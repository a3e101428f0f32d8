//! Matrix storage, construction, and checked mutation.

use crate::error::Error;
use crate::scalar::Scalar;

/// A dense `rows x cols` grid of numeric cells, stored row-major.
///
/// Dimensions are fixed at construction; every operation that could breach
/// them validates first and reports an [`Error`] instead of touching the
/// receiver. `Clone` deep-copies the cells, and `==` compares dimensions
/// and contents.
///
/// ```
/// use densemat::Matrix;
///
/// let mut m = Matrix::<i64>::new(2, 3);
/// m.set_row(0, &[4, 5, 6])?;
/// assert_eq!(m[(0, 1)], 5);
/// assert_eq!(m.to_string(), "[4, 5, 6]\n[0, 0, 0]\n");
/// # Ok::<(), densemat::Error>(())
/// ```
#[derive(Clone, Debug, PartialEq, Eq)]
pub struct Matrix<T> {
    pub(crate) rows: usize,
    pub(crate) cols: usize,
    pub(crate) data: Vec<T>,
}

impl<T: Scalar> Matrix<T> {
    /// Creates a `rows x cols` matrix with every cell set to zero.
    ///
    /// # Panics
    ///
    /// Panics if `rows * cols` overflows `usize`.
    pub fn new(rows: usize, cols: usize) -> Self {
        let len = match rows.checked_mul(cols) {
            Some(len) => len,
            None => panic!("matrix dimensions {rows} x {cols} overflow usize"),
        };
        Self {
            rows,
            cols,
            data: vec![T::zero(); len],
        }
    }

    /// Creates an `order x order` identity matrix: ones on the main
    /// diagonal, zeros everywhere else.
    pub fn identity(order: usize) -> Self {
        let mut matrix = Self::new(order, order);
        for i in 0..order {
            matrix.data[i * order + i] = T::one();
        }
        matrix
    }

    /// Number of rows.
    pub fn rows(&self) -> usize {
        self.rows
    }

    /// Number of columns.
    pub fn cols(&self) -> usize {
        self.cols
    }

    /// `(rows, cols)`.
    pub fn shape(&self) -> (usize, usize) {
        (self.rows, self.cols)
    }

    /// True iff the matrix has as many rows as columns.
    pub fn is_square(&self) -> bool {
        self.rows == self.cols
    }

    /// True iff `other` has the same number of rows and columns.
    pub fn same_dimensions(&self, other: &Self) -> bool {
        self.rows == other.rows && self.cols == other.cols
    }

    /// `Err(DimensionMismatch)` with `self` as the expected shape unless
    /// `other` matches it.
    pub(crate) fn check_same_dimensions(&self, other: &Self) -> Result<(), Error> {
        if self.same_dimensions(other) {
            Ok(())
        } else {
            Err(Error::DimensionMismatch {
                expected_rows: self.rows,
                expected_cols: self.cols,
                received_rows: other.rows,
                received_cols: other.cols,
            })
        }
    }

    fn out_of_bounds(&self, row: usize, col: usize) -> Error {
        Error::OutOfBounds {
            row,
            col,
            rows: self.rows,
            cols: self.cols,
        }
    }

    /// Returns a reference to cell `(row, col)`, or `None` when either
    /// index is out of bounds.
    pub fn get(&self, row: usize, col: usize) -> Option<&T> {
        if row < self.rows && col < self.cols {
            Some(&self.data[row * self.cols + col])
        } else {
            None
        }
    }

    /// Writes `value` into cell `(row, col)`.
    ///
    /// Fails with [`Error::OutOfBounds`] when either index is at or past
    /// the matrix bounds.
    pub fn set(&mut self, row: usize, col: usize, value: T) -> Result<(), Error> {
        if row >= self.rows || col >= self.cols {
            return Err(self.out_of_bounds(row, col));
        }
        self.data[row * self.cols + col] = value;
        Ok(())
    }

    /// Borrows row `row` as a slice of `cols` cells.
    ///
    /// The slice is a view into the matrix's storage; use
    /// [`row_mut`](Self::row_mut) to write a row in place and
    /// [`col`](Self::col) for an owned column.
    ///
    /// # Panics
    ///
    /// Panics if `row >= self.rows()`.
    pub fn row(&self, row: usize) -> &[T] {
        assert!(
            row < self.rows,
            "row {row} is out of bounds for a {} x {} matrix",
            self.rows,
            self.cols
        );
        let start = row * self.cols;
        &self.data[start..start + self.cols]
    }

    /// Mutably borrows row `row`; writes through the slice land in the
    /// matrix.
    ///
    /// # Panics
    ///
    /// Panics if `row >= self.rows()`.
    pub fn row_mut(&mut self, row: usize) -> &mut [T] {
        assert!(
            row < self.rows,
            "row {row} is out of bounds for a {} x {} matrix",
            self.rows,
            self.cols
        );
        let start = row * self.cols;
        &mut self.data[start..start + self.cols]
    }

    /// Returns column `col` as a freshly allocated vector of `rows` cells,
    /// independent of the matrix's storage.
    ///
    /// # Panics
    ///
    /// Panics if `col >= self.cols()`.
    pub fn col(&self, col: usize) -> Vec<T> {
        assert!(
            col < self.cols,
            "column {col} is out of bounds for a {} x {} matrix",
            self.rows,
            self.cols
        );
        (0..self.rows).map(|r| self.data[r * self.cols + col]).collect()
    }

    /// Copies all of `values` into row `row`, starting at column 0. Cells
    /// past `values.len()` keep their previous contents.
    ///
    /// Fails with [`Error::InvalidArgument`] when `values` holds more cells
    /// than the matrix has columns, and with [`Error::OutOfBounds`] when
    /// `row` is past the last row.
    pub fn set_row(&mut self, row: usize, values: &[T]) -> Result<(), Error> {
        if values.len() > self.cols {
            return Err(Error::InvalidArgument {
                reason: "more values than the matrix has columns",
            });
        }
        self.set_row_from(row, values, 0, values.len())
    }

    /// Copies `len` cells of `values`, starting at `values[offset]`, into
    /// row `row` starting at column 0. Cells past `len` keep their previous
    /// contents.
    ///
    /// All checks run before any cell is written: the row index
    /// ([`Error::OutOfBounds`]), the copy length against the column count
    /// ([`Error::InvalidArgument`]), and the copy range against `values`
    /// ([`Error::InvalidArgument`], also raised when `offset + len`
    /// overflows).
    pub fn set_row_from(
        &mut self,
        row: usize,
        values: &[T],
        offset: usize,
        len: usize,
    ) -> Result<(), Error> {
        if row >= self.rows {
            return Err(self.out_of_bounds(row, 0));
        }
        if len > self.cols {
            return Err(Error::InvalidArgument {
                reason: "copy length exceeds the matrix's column count",
            });
        }
        let end = match offset.checked_add(len) {
            Some(end) if end <= values.len() => end,
            _ => {
                return Err(Error::InvalidArgument {
                    reason: "copy range extends past the end of the source slice",
                })
            }
        };
        self.row_mut(row)[..len].copy_from_slice(&values[offset..end]);
        Ok(())
    }

    /// Overwrites the matrix with the identity: ones on the main diagonal,
    /// zeros everywhere else. Loading twice gives the same result as once.
    ///
    /// Fails with [`Error::InvalidArgument`] on a non-square matrix,
    /// leaving it untouched.
    pub fn load_identity(&mut self) -> Result<(), Error> {
        if !self.is_square() {
            return Err(Error::InvalidArgument {
                reason: "an identity matrix must be square",
            });
        }
        self.data.fill(T::zero());
        for i in 0..self.rows {
            self.data[i * self.cols + i] = T::one();
        }
        Ok(())
    }
}

impl<T: Scalar, const R: usize, const C: usize> From<[[T; C]; R]> for Matrix<T> {
    /// Builds an `R x C` matrix from rows given as nested arrays.
    fn from(rows: [[T; C]; R]) -> Self {
        let mut data = Vec::with_capacity(R * C);
        for row in rows {
            data.extend_from_slice(&row);
        }
        Self {
            rows: R,
            cols: C,
            data,
        }
    }
}
//! Checked elementwise subtraction and the `-` / `-=` operators.

use crate::error::Error;
use crate::scalar::Scalar;

use super::base::Matrix;
use super::macros::{impl_assign_op, impl_binary_op};

impl<T: Scalar> Matrix<T> {
    /// Returns `self - subtrahend` as a new matrix; neither operand changes.
    ///
    /// Fails with [`Error::DimensionMismatch`] unless the shapes are equal.
    pub fn try_sub(&self, subtrahend: &Self) -> Result<Self, Error> {
        let mut difference = self.clone();
        difference.try_sub_assign(subtrahend)?;
        Ok(difference)
    }

    /// Subtracts `subtrahend` from `self`, cell by cell.
    ///
    /// Fails with [`Error::DimensionMismatch`] unless the shapes are equal;
    /// no cell changes on failure.
    pub fn try_sub_assign(&mut self, subtrahend: &Self) -> Result<(), Error> {
        self.check_same_dimensions(subtrahend)?;
        for (cell, &value) in self.data.iter_mut().zip(&subtrahend.data) {
            *cell -= value;
        }
        Ok(())
    }
}

impl_binary_op!(Sub, sub, try_sub, "matrix subtraction");
impl_assign_op!(SubAssign, sub_assign, try_sub_assign, "matrix subtraction");
//! Accumulates daily tallies with in-place matrix addition.
//!
//! Run with: cargo run --example tally

use densemat::Matrix;

fn main() {
    // Two stations, three item kinds.
    let monday = Matrix::from([[4, 0, 2], [1, 3, 0]]);
    let tuesday = Matrix::from([[2, 5, 1], [0, 2, 2]]);

    let mut totals = Matrix::<i64>::new(2, 3);
    totals += &monday;
    totals += &tuesday;

    println!("monday =\n{monday}");
    println!("tuesday =\n{tuesday}");
    println!("totals =\n{totals}");
    println!("tuesday - monday =\n{}", &tuesday - &monday);
}
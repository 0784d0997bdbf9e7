//! Authentication and authorization for 10000Ideas
//!
//! - [`password`]: salted Argon2id hashing behind the [`PasswordHasher`] trait,
//! - [`token`]: HS256 session tokens carrying the user id, e-mail and role,
//! - [`guard`]: bearer-header parsing and role/ownership checks.
//!
//! Nothing in here touches the store. Callers look users up, then hand the
//! stored hash or the decoded [`Claims`] to these functions.

pub mod guard;
pub mod password;
pub mod token;

pub use guard::{bearer_token, ensure_admin, ensure_owner_or_admin};
pub use password::{check_password_strength, Argon2Hasher, PasswordHasher, MIN_PASSWORD_LEN};
pub use token::{Claims, TokenIssuer, DEFAULT_TOKEN_LIFETIME_DAYS};

#[derive(Debug, Clone, PartialEq, Eq, thiserror::Error)]
pub enum AuthError {
    #[error("password hashing failed: {0}")]
    Hash(String),

    #[error("invalid email or password")]
    InvalidCredentials,

    #[error("password must be at least {min} characters")]
    WeakPassword { min: usize },

    #[error("missing bearer token")]
    MissingToken,

    #[error("invalid token: {0}")]
    InvalidToken(String),

    #[error("forbidden: {0}")]
    Forbidden(&'static str),
}
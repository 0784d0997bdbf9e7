//! Password hashing.

use argon2::password_hash::rand_core::OsRng;
use argon2::password_hash::{
    PasswordHash, PasswordHasher as _, PasswordVerifier as _, SaltString,
};
use argon2::Argon2;

use crate::AuthError;

pub const MIN_PASSWORD_LEN: usize = 6;

/// One-way salted password hashing.
pub trait PasswordHasher: Send + Sync {
    /// Hash `password` into a self-describing string (algorithm, salt, digest).
    fn hash(&self, password: &str) -> Result<String, AuthError>;

    /// `Ok(false)` for a wrong password; `Err` only for an unreadable hash.
    fn verify(&self, password: &str, hash: &str) -> Result<bool, AuthError>;
}

/// Argon2id with the crate's default cost parameters, PHC string output.
#[derive(Debug, Default, Clone, Copy)]
pub struct Argon2Hasher;

impl Argon2Hasher {
    pub fn new() -> Self {
        Self
    }
}

impl PasswordHasher for Argon2Hasher {
    fn hash(&self, password: &str) -> Result<String, AuthError> {
        let salt = SaltString::generate(&mut OsRng);
        Argon2::default()
            .hash_password(password.as_bytes(), &salt)
            .map(|hash| hash.to_string())
            .map_err(|e| AuthError::Hash(e.to_string()))
    }

    fn verify(&self, password: &str, hash: &str) -> Result<bool, AuthError> {
        let parsed = PasswordHash::new(hash).map_err(|e| AuthError::Hash(e.to_string()))?;
        Ok(Argon2::default()
            .verify_password(password.as_bytes(), &parsed)
            .is_ok())
    }
}

pub fn check_password_strength(password: &str) -> Result<(), AuthError> {
    if password.chars().count() < MIN_PASSWORD_LEN {
        return Err(AuthError::WeakPassword {
            min: MIN_PASSWORD_LEN,
        });
    }
    Ok(())
}

#[cfg(test)]
mod tests {
    use super::*;

    #[test]
    fn test_hash_verifies_only_its_own_password() {
        let hasher = Argon2Hasher::new();
        let hash = hasher.hash("open sesame").unwrap();

        assert!(hash.starts_with("$argon2id$"));
        assert!(!hash.contains("open sesame"));
        assert!(hasher.verify("open sesame", &hash).unwrap());
        assert!(!hasher.verify("open sesame!", &hash).unwrap());
    }

    #[test]
    fn test_same_password_gets_a_fresh_salt() {
        let hasher = Argon2Hasher::new();
        let a = hasher.hash("hunter22").unwrap();
        let b = hasher.hash("hunter22").unwrap();
        assert_ne!(a, b);
        assert!(hasher.verify("hunter22", &b).unwrap());
    }

    #[test]
    fn test_garbage_hash_is_an_error() {
        let err = Argon2Hasher::new().verify("x", "not-a-phc-string").unwrap_err();
        assert!(matches!(err, AuthError::Hash(_)));
    }

    #[test]
    fn test_password_strength() {
        assert_eq!(
            check_password_strength("12345"),
            Err(AuthError::WeakPassword { min: 6 })
        );
        assert!(check_password_strength("123456").is_ok());
    }
}
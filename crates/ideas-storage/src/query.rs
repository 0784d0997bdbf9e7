//! Filtering, sorting and paging over the idea collection.

use serde::{Deserialize, Serialize};
use std::cmp::Ordering;
use std::str::FromStr;

use ideas_model::{
    BusinessModel, Category, Idea, IdeaStatus, InvestmentRange, MarketSize, TimeToStart, UserId,
};

pub const DEFAULT_PER_PAGE: usize = 12;
pub const MAX_PER_PAGE: usize = 100;

/// Conjunction of optional predicates; an empty filter matches every idea.
#[derive(Debug, Clone, Default, PartialEq, Eq, Serialize, Deserialize)]
#[serde(rename_all = "camelCase", default)]
pub struct IdeaFilter {
    pub is_static_idea: Option<bool>,
    pub category: Option<Category>,
    pub investment_range: Option<InvestmentRange>,
    pub time_to_start: Option<TimeToStart>,
    pub market_size: Option<MarketSize>,
    pub business_model: Option<BusinessModel>,
    pub status: Option<IdeaStatus>,
    pub featured: Option<bool>,
    pub uploaded_by: Option<UserId>,
    /// Case-insensitive substring over title, description and tags.
    pub search: Option<String>,
}

impl IdeaFilter {
    /// Everything the migration pipeline owns.
    pub fn static_ideas() -> Self {
        Self {
            is_static_idea: Some(true),
            ..Default::default()
        }
    }

    pub fn matches(&self, idea: &Idea) -> bool {
        let c = &idea.content;
        fn eq<T: PartialEq>(want: &Option<T>, have: &T) -> bool {
            want.as_ref().map_or(true, |w| w == have)
        }

        eq(&self.is_static_idea, &c.is_static_idea)
            && eq(&self.category, &c.category)
            && eq(&self.investment_range, &c.investment_range)
            && eq(&self.time_to_start, &c.time_to_start)
            && eq(&self.market_size, &c.market_size)
            && eq(&self.business_model, &c.business_model)
            && eq(&self.status, &c.status)
            && eq(&self.featured, &c.featured)
            && eq(&self.uploaded_by, &c.uploaded_by)
            && self.matches_search(idea)
    }

    fn matches_search(&self, idea: &Idea) -> bool {
        let Some(needle) = self.search.as_deref().map(str::trim) else {
            return true;
        };
        if needle.is_empty() {
            return true;
        }
        let needle = needle.to_lowercase();
        let c = &idea.content;
        c.title.to_lowercase().contains(&needle)
            || c.description.to_lowercase().contains(&needle)
            || c.tags.iter().any(|t| t.to_lowercase().contains(&needle))
    }
}

#[derive(Debug, Clone, Copy, Default, PartialEq, Eq, Serialize, Deserialize)]
#[serde(rename_all = "snake_case")]
pub enum SortOrder {
    #[default]
    Newest,
    Oldest,
    MostViewed,
    MostLiked,
    Title,
}

impl FromStr for SortOrder {
    type Err = String;

    fn from_str(s: &str) -> Result<Self, Self::Err> {
        match s.trim().to_ascii_lowercase().replace('-', "_").as_str() {
            "newest" | "latest" => Ok(Self::Newest),
            "oldest" => Ok(Self::Oldest),
            "most_viewed" | "views" | "popular" => Ok(Self::MostViewed),
            "most_liked" | "likes" => Ok(Self::MostLiked),
            "title" | "alphabetical" => Ok(Self::Title),
            other => Err(format!(
                "unknown sort `{other}` (expected newest|oldest|most_viewed|most_liked|title)"
            )),
        }
    }
}

impl SortOrder {
    fn compare(self, a: &Idea, b: &Idea) -> Ordering {
        match self {
            SortOrder::Newest => b.created_at.cmp(&a.created_at),
            SortOrder::Oldest => a.created_at.cmp(&b.created_at),
            SortOrder::MostViewed => b.content.views.cmp(&a.content.views),
            SortOrder::MostLiked => b.content.likes.cmp(&a.content.likes),
            SortOrder::Title => a
                .content
                .title
                .to_lowercase()
                .cmp(&b.content.title.to_lowercase()),
        }
    }
}

#[derive(Debug, Clone, PartialEq, Eq, Serialize, Deserialize)]
#[serde(rename_all = "camelCase", default)]
pub struct IdeaQuery {
    #[serde(flatten)]
    pub filter: IdeaFilter,
    pub sort: SortOrder,
    /// 1-based; 0 is read as 1.
    pub page: usize,
    pub per_page: usize,
}

impl Default for IdeaQuery {
    fn default() -> Self {
        Self {
            filter: IdeaFilter::default(),
            sort: SortOrder::default(),
            page: 1,
            per_page: DEFAULT_PER_PAGE,
        }
    }
}

impl IdeaQuery {
    pub fn effective_page(&self) -> usize {
        self.page.max(1)
    }

    pub fn effective_per_page(&self) -> usize {
        self.per_page.clamp(1, MAX_PER_PAGE)
    }
}

#[derive(Debug, Clone, PartialEq, Serialize, Deserialize)]
#[serde(rename_all = "camelCase")]
pub struct Page<T> {
    pub items: Vec<T>,
    pub page: usize,
    pub per_page: usize,
    pub total: usize,
    pub total_pages: usize,
}

/// Filter, stable-sort and slice `ideas` (given in insertion order).
pub fn run_query<'a>(ideas: impl IntoIterator<Item = &'a Idea>, query: &IdeaQuery) -> Page<Idea> {
    let mut matched: Vec<&Idea> = ideas
        .into_iter()
        .filter(|idea| query.filter.matches(idea))
        .collect();
    matched.sort_by(|a, b| query.sort.compare(a, b));

    let page = query.effective_page();
    let per_page = query.effective_per_page();
    let total = matched.len();
    let total_pages = total.div_ceil(per_page);

    let items = matched
        .into_iter()
        .skip((page - 1).saturating_mul(per_page))
        .take(per_page)
        .cloned()
        .collect();

    Page {
        items,
        page,
        per_page,
        total,
        total_pages,
    }
}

..........

What to produce:
Look through the entries and find each line that has the string "println". Copy those lines.

Result:
    println!("monday =\n{monday}");
    println!("tuesday =\n{tuesday}");
    println!("totals =\n{totals}");
    println!("tuesday - monday =\n{}", &tuesday - &monday);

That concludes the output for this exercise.